Git - partial-clone Documentation (original) (raw)

The "Partial Clone" feature is a performance optimization for Git that allows Git to function without having a complete copy of the repository. The goal of this work is to allow Git to better handle extremely large repositories.

During clone and fetch operations, Git downloads the complete contents and history of the repository. This includes all commits, trees, and blobs for the complete life of the repository. For extremely large repositories, clones can take hours (or days) and consume 100+GiB of disk space.

Often in these repositories there are many blobs and trees that the user does not need such as:

files outside of the user’s work area in the tree. For example, in a repository with 500K directories and 3.5M files in every commit, we can avoid downloading many objects if the user only needs a narrow "cone" of the source tree.
large binary assets. For example, in a repository where large build artifacts are checked into the tree, we can avoid downloading all previous versions of these non-mergeable binary assets and only download versions that are actually referenced.

Partial clone allows us to avoid downloading such unneeded objects in advance during clone and fetch operations and thereby reduce download times and disk usage. Missing objects can later be "demand fetched" if/when needed.

A remote that can later provide the missing objects is called a promisor remote, as it promises to send the objects when requested. Initially Git supported only one promisor remote, the origin remote from which the user cloned and that was configured in the "extensions.partialClone" config option. Later support for more than one promisor remote has been implemented.
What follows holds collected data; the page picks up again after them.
//! Date formatting helpers for log output.

use std::fmt;
use chrono::{DateTime, Utc};
use chrono::format::{Item, Numeric, Pad};


//------------ Constructing ISO Dates ----------------------------------------

const UTC_ISO_DATE: &[Item<'static>] = &[
    Item::Numeric(Numeric::Year, Pad::Zero),
    Item::Literal("-"),
    Item::Numeric(Numeric::Month, Pad::Zero),
    Item::Literal("-"),
    Item::Numeric(Numeric::Day, Pad::Zero),
    Item::Literal("T"),
    Item::Numeric(Numeric::Hour, Pad::Zero),
    Item::Literal(":"),
    Item::Numeric(Numeric::Minute, Pad::Zero),
    Item::Literal(":"),
    Item::Numeric(Numeric::Second, Pad::Zero),
    Item::Literal("Z"),
];

/// Formats a UTC timestamp in `YYYY-MM-DDTHH:MM:SSZ` form for log lines.
pub fn format_iso_date(date: DateTime<Utc>) -> impl fmt::Display + '_ {
    date.format_with_items(UTC_ISO_DATE.iter())
}


#[cfg(test)]
mod test {
    use super::*;
    use chrono::TimeZone;

    #[test]
    fn formats_iso_date() {
        let date = Utc.with_ymd_and_hms(2021, 3, 5, 8, 49, 37).unwrap();
        assert_eq!(format_iso_date(date).to_string(), "2021-03-05T08:49:37Z");
    }
}
#[cfg(test)]
mod test {
    use std::time::Duration;
    use bytes::{Buf, Bytes};
    use log::LevelFilter;
    use tokio::io::AsyncReadExt;
    use tokio::net::{TcpListener, TcpStream};
    use crate::config::{FilterPolicy, LogTarget};
    use crate::payload::{History, PayloadSnapshot, Vrp};
    use crate::resources::{Afi, Prefix};
    use super::*;

    fn config() -> Config {
        Config {
            cache_dir: "/tmp/rpki-relay-test/repository".into(),
            tal_dir: "/tmp/rpki-relay-test/tals".into(),
            exceptions: None,
            strict: false,
            stale_manifest: FilterPolicy::Warn,
            verbose: LevelFilter::Warn,
            log_target: LogTarget::Stderr,
            refresh: Duration::from_secs(600),
            history_size: 10,
            validation_timeout: Duration::from_secs(300),
            rtr_listen: Vec::new(),
            rtr_client_timeout: Duration::from_secs(600),
        }
    }

    fn vrp(asn: u32) -> Vrp {
        Vrp::new(asn, Prefix::new(Afi::Ipv4, 0xC0000200, 24), 24)
    }

    /// A connected TCP pair on loopback, standing in for a router socket
    /// without touching any real network.
    async fn socket_pair() -> (TcpStream, TcpStream) {
        let listener = TcpListener::bind("127.0.0.1:0").await.unwrap();
        let addr = listener.local_addr().unwrap();
        let connect = TcpStream::connect(addr);
        let (accept, connect) = tokio::join!(listener.accept(), connect);
        (accept.unwrap().0, connect.unwrap())
    }

    /// Reads one raw PDU header plus body off `sock`, for PDU types this
    /// server never needs to parse as a client (Cache Response, the
    /// payload PDUs, End Of Data). Only `Pdu::read` itself round-trips
    /// client-originated PDUs, so the server-to-client direction is
    /// checked against the wire format directly here.
    async fn read_raw(sock: &mut TcpStream) -> (u8, u8, u16, Bytes) {
        let mut header = [0u8; 8];
        sock.read_exact(&mut header).await.unwrap();
        let mut header_buf = Bytes::copy_from_slice(&header);
        let version = header_buf.get_u8();
        let pdu_type = header_buf.get_u8();
        let field = header_buf.get_u16();
        let len = header_buf.get_u32();
        let mut body = vec![0u8; len as usize - 8];
        sock.read_exact(&mut body).await.unwrap();
        (version, pdu_type, field, Bytes::from(body))
    }

    const CACHE_RESPONSE: u8 = 3;
    const IPV4_PREFIX: u8 = 4;
    const END_OF_DATA: u8 = 7;
    const CACHE_RESET: u8 = 8;

    /// S4: a Reset Query gets a full dump -- Cache Response, one Prefix
    /// PDU per VRP with the announce flag, then End Of Data carrying the
    /// current session and serial.
    #[tokio::test]
    async fn reset_query_sends_full_snapshot() {
        let history = History::from_config(&config());
        history.commit(PayloadSnapshot::new(vec![vrp(1), vrp(2)], Vec::new()));
        let timers = Timers::from_config(&config());
        let (mut server, mut client) = socket_pair().await;

        let (session_id, serial) = history.session_and_serial();
        let task = tokio::spawn(async move {
            send_snapshot(&mut server, VERSION_1, &history, &timers).await
        });

        let (_, pdu_type, field, _) = read_raw(&mut client).await;
        assert_eq!(pdu_type, CACHE_RESPONSE);
        assert_eq!(field, session_id);

        let mut seen = Vec::new();
        loop {
            let (_, pdu_type, field, body) = read_raw(&mut client).await;
            if pdu_type == END_OF_DATA {
                assert_eq!(field, session_id);
                let mut body = body;
                assert_eq!(Serial::from(body.get_u32()), serial);
                break
            }
            assert_eq!(pdu_type, IPV4_PREFIX);
            assert_eq!(body[0], PrefixPdu::ANNOUNCE);
            seen.push(body[8..12].to_vec());
        }
        assert_eq!(seen.len(), 2);
        assert!(task.await.unwrap());
    }

    /// S5: a client holding an older serial with its deltas still
    /// retained gets exactly those deltas, in order, as a Cache Response
    /// followed by per-VRP update PDUs and an End Of Data at the new
    /// serial.
    #[tokio::test]
    async fn serial_query_with_retained_history_sends_delta() {
        let history = History::from_config(&config());
        history.commit(PayloadSnapshot::new(vec![vrp(1)], Vec::new()));
        let (session_id, from_serial) = history.session_and_serial();
        history.commit(PayloadSnapshot::new(vec![vrp(1), vrp(2)], Vec::new()));
        let to_serial = history.serial();
        assert_ne!(from_serial, to_serial);

        let timers = Timers::from_config(&config());
        let (mut server, mut client) = socket_pair().await;
        let task = tokio::spawn(async move {
            send_update(
                &mut server, VERSION_1, session_id, from_serial, &history, &timers,
            ).await
        });

        let (_, pdu_type, field, _) = read_raw(&mut client).await;
        assert_eq!(pdu_type, CACHE_RESPONSE);
        assert_eq!(field, session_id);

        let (_, pdu_type, _, body) = read_raw(&mut client).await;
        assert_eq!(pdu_type, IPV4_PREFIX);
        assert_eq!(body[0], PrefixPdu::ANNOUNCE);
        assert_eq!(u32::from_be_bytes([body[8], body[9], body[10], body[11]]), 2);

        let (_, pdu_type, field, mut body) = read_raw(&mut client).await;
        assert_eq!(pdu_type, END_OF_DATA);
        assert_eq!(field, session_id);
        assert_eq!(Serial::from(body.get_u32()), to_serial);
        assert!(task.await.unwrap());
    }

    /// S6: a client whose serial predates every retained delta gets a
    /// bare Cache Reset and no payload PDUs.
    #[tokio::test]
    async fn serial_query_outside_retained_window_resets() {
        let history = History::from_config(&config());
        history.commit(PayloadSnapshot::new(vec![vrp(1)], Vec::new()));
        let (session_id, _) = history.session_and_serial();

        let timers = Timers::from_config(&config());
        let (mut server, mut client) = socket_pair().await;
        let task = tokio::spawn(async move {
            send_update(
                &mut server, VERSION_1, session_id, Serial::from(9999),
                &history, &timers,
            ).await
        });

        let (_, pdu_type, _, _) = read_raw(&mut client).await;
        assert_eq!(pdu_type, CACHE_RESET);
        assert!(task.await.unwrap());
    }

    /// A Serial Query naming a session the database has since rotated
    /// away from also gets a Cache Reset, independent of the serial.
    #[tokio::test]
    async fn serial_query_with_stale_session_resets() {
        let history = History::from_config(&config());
        history.commit(PayloadSnapshot::new(vec![vrp(1)], Vec::new()));
        let current_session = history.session_id();
        let other_session = current_session.wrapping_add(1);

        let timers = Timers::from_config(&config());
        let (mut server, mut client) = socket_pair().await;
        let task = tokio::spawn(async move {
            send_update(
                &mut server, VERSION_1, other_session, Serial::from(0),
                &history, &timers,
            ).await
        });

        let (_, pdu_type, _, _) = read_raw(&mut client).await;
        assert_eq!(pdu_type, CACHE_RESET);
        assert!(task.await.unwrap());
    }

    /// A connecting client's Reset Query is answered end to end through
    /// `respond`, the same dispatch `handle` uses for every PDU it reads
    /// off the wire.
    #[tokio::test]
    async fn respond_dispatches_reset_query_to_full_snapshot() {
        let history = History::from_config(&config());
        history.commit(PayloadSnapshot::new(vec![vrp(1)], Vec::new()));
        let timers = Timers::from_config(&config());
        let (mut server, mut client) = socket_pair().await;

        let task = tokio::spawn(async move {
            respond(&mut server, VERSION_1, Pdu::ResetQuery, &history, &timers).await
        });

        let (_, pdu_type, _, _) = read_raw(&mut client).await;
        assert_eq!(pdu_type, CACHE_RESPONSE);
        assert!(task.await.unwrap());
    }
}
Use of partial clone requires that the user be online and the origin remote or other promisor remotes be available for on-demand fetching of missing objects. This may or may not be problematic for the user. For example, if the user can stay within the pre-selected subset of the source tree, they may not encounter any missing objects. Alternatively, the user could try to pre-fetch various objects if they know that they are going offline.

Non-Goals

Partial clone is a mechanism to limit the number of blobs and trees downloadedwithin a given range of commits — and is therefore independent of and not intended to conflict with existing DAG-level mechanisms to limit the set of requested commits (i.e. shallow clone, single branch, or fetch ).

Design Overview

Partial clone logically consists of the following parts:

A mechanism for the client to describe unneeded or unwanted objects to the server.
A mechanism for the server to omit such unwanted objects from packfiles sent to the client.
A mechanism for the client to gracefully handle missing objects (that were previously omitted by the server).
A mechanism for the client to backfill missing objects as needed.

Design Details

A new pack-protocol capability "filter" is added to the fetch-pack and upload-pack negotiation.
This uses the existing capability discovery mechanism. See "filter" in gitprotocol-pack[5].
Clients pass a "filter-spec" to clone and fetch which is passed to the server to request filtering during packfile construction.
There are various filters available to accommodate different situations. See "--filter=" in Documentation/rev-list-options.adoc.
On the server pack-objects applies the requested filter-spec as it creates "filtered" packfiles for the client.
These filtered packfiles are incomplete in the traditional sense because they may contain objects that reference objects not contained in the packfile and that the client doesn’t already have. For example, the filtered packfile may contain trees or tags that reference missing blobs or commits that reference missing trees.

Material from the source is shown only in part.